In patients who had a complete cytogenetic remission, levels of BCR-ABL transcripts after 12 months of treatment had fallen by at least 3 log in 57 percent of those in the imatinib group and 24 percent of those in the group given interferon plus cytarabine (P=0.003). On the basis of the rates of complete cytogenetic remission of 68 percent in the imatinib group and 7 percent in the group given interferon plus cytarabine at 12 months, an estimated 39 percent of all patients treated with imatinib but only 2 percent of all those given interferon plus cytarabine had a reduction in BCR-ABL transcript levels of at least 3 log (P<0.001). For patients who had a complete cytogenetic remission and a reduction in transcript levels of at least 3 log at 12 months, the probability of remaining progression-free was 100 percent at 24 months, as compared with 95 percent for such patients with a reduction of less than 3 log and 85 percent for patients who were not in complete cytogenetic remission at 12 months (P<0.001).
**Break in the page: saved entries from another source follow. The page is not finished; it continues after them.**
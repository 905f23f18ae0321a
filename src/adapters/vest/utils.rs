//! Vest symbol conversion and fee defaults

use rust_decimal::Decimal;

use crate::adapters::types::TradeFeeSchema;

/// Bases listed as `BASE-PERP`; everything else is `BASE-USD-PERP`
const CRYPTO_BASES: [&str; 5] = ["BTC", "ETH", "SOL", "AVAX", "DOGE"];

pub const EXAMPLE_PAIR: &str = "BTC-USDC";

pub fn default_fees() -> TradeFeeSchema {
    TradeFeeSchema {
        maker_percent_fee_decimal: Decimal::new(2, 4),
        taker_percent_fee_decimal: Decimal::new(5, 4),
        buy_percent_fee_deducted_from_returns: true,
    }
}

/// "BTC-USDC" -> "BTC-PERP", "AAPL-USDC" -> "AAPL-USD-PERP"
pub fn convert_to_exchange_trading_pair(trading_pair: &str) -> String {
    let Some((base, _)) = trading_pair.split_once('-') else {
        return trading_pair.to_string();
    };
    if CRYPTO_BASES.contains(&base) {
        format!("{}-PERP", base)
    } else {
        format!("{}-USD-PERP", base)
    }
}

/// "BTC-PERP" -> "BTC-USDC", "AAPL-USD-PERP" -> "AAPL-USDC"
pub fn convert_from_exchange_trading_pair(symbol: &str) -> String {
    let Some(stripped) = symbol.strip_suffix("-PERP") else {
        return symbol.to_string();
    };
    let base = stripped.strip_suffix("-USD").unwrap_or(stripped);
    format!("{}-USDC", base)
}

#[cfg(test)]
mod tests {
    use super::*;

    #[test]
    fn test_default_fees() {
        let fees = default_fees();
        assert_eq!(fees.maker_percent_fee_decimal.to_string(), "0.0002");
        assert_eq!(fees.taker_percent_fee_decimal.to_string(), "0.0005");
        assert!(fees.buy_percent_fee_deducted_from_returns);
    }

    #[test]
    fn test_to_exchange_symbol() {
        assert_eq!(convert_to_exchange_trading_pair("BTC-USDC"), "BTC-PERP");
        assert_eq!(convert_to_exchange_trading_pair("BTC-USDT"), "BTC-PERP");
        assert_eq!(convert_to_exchange_trading_pair("SOL-USDC"), "SOL-PERP");
        assert_eq!(convert_to_exchange_trading_pair("AAPL-USDC"), "AAPL-USD-PERP");
        assert_eq!(convert_to_exchange_trading_pair("BTCUSDC"), "BTCUSDC");
    }

    #[test]
    fn test_from_exchange_symbol() {
        assert_eq!(convert_from_exchange_trading_pair("ETH-PERP"), "ETH-USDC");
        assert_eq!(convert_from_exchange_trading_pair("TSLA-USD-PERP"), "TSLA-USDC");
        assert_eq!(convert_from_exchange_trading_pair("BTC-USDC"), "BTC-USDC");
    }

    #[test]
    fn test_round_trip() {
        for pair in ["BTC-USDC", "DOGE-USDC", "AAPL-USDC"] {
            assert_eq!(convert_from_exchange_trading_pair(&convert_to_exchange_trading_pair(pair)), pair);
        }
    }
}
The proportion of patients with CML who had a reduction in BCR-ABL transcript levels of at least 3 log by 12 months of therapy was far greater with imatinib treatment than with treatment with interferon plus cytarabine. Patients in the imatinib group with this degree of molecular response had a negligible risk of disease progression during the subsequent 12 months.
在一项随机试验中,1106例慢性期慢性髓性白血病(CML)患者被分配接受伊马替尼或干扰素α加阿糖胞苷作为初始治疗。我们测量了该试验中所有获得完全细胞遗传学缓解的患者血液中的BCR-ABL转录本水平。
采用定量实时聚合酶链反应测定法测量BCR-ABL转录本水平。结果以相对于30例未经治疗的慢性期CML患者血液中BCR-ABL转录本的中位数水平表示。
在获得完全细胞遗传学缓解的患者中,伊马替尼组57%的患者在治疗12个月后BCR-ABL转录本水平下降至少3个对数,干扰素加阿糖胞苷组为24%(P=0.003)。基于伊马替尼组12个月时68%的完全细胞遗传学缓解率和干扰素加阿糖胞苷组7%的缓解率,估计接受伊马替尼治疗的所有患者中有39%的BCR-ABL转录本水平降低至少3个对数,而接受干扰素加阿糖胞苷治疗的所有患者中只有2%(P<0.001)。对于在12个月时获得完全细胞遗传学缓解且转录本水平降低至少3个对数的患者,24个月时无进展的概率为100%,而转录本水平降低少于3个对数的此类患者为95%,12个月时未获得完全细胞遗传学缓解的患者为85%(P<0.001)。
与干扰素加阿糖胞苷治疗相比,伊马替尼治疗使治疗12个月时BCR-ABL转录本水平降低至少3个对数的CML患者比例要高得多。伊马替尼组中具有这种分子反应程度的患者在随后12个月内疾病进展的风险可忽略不计。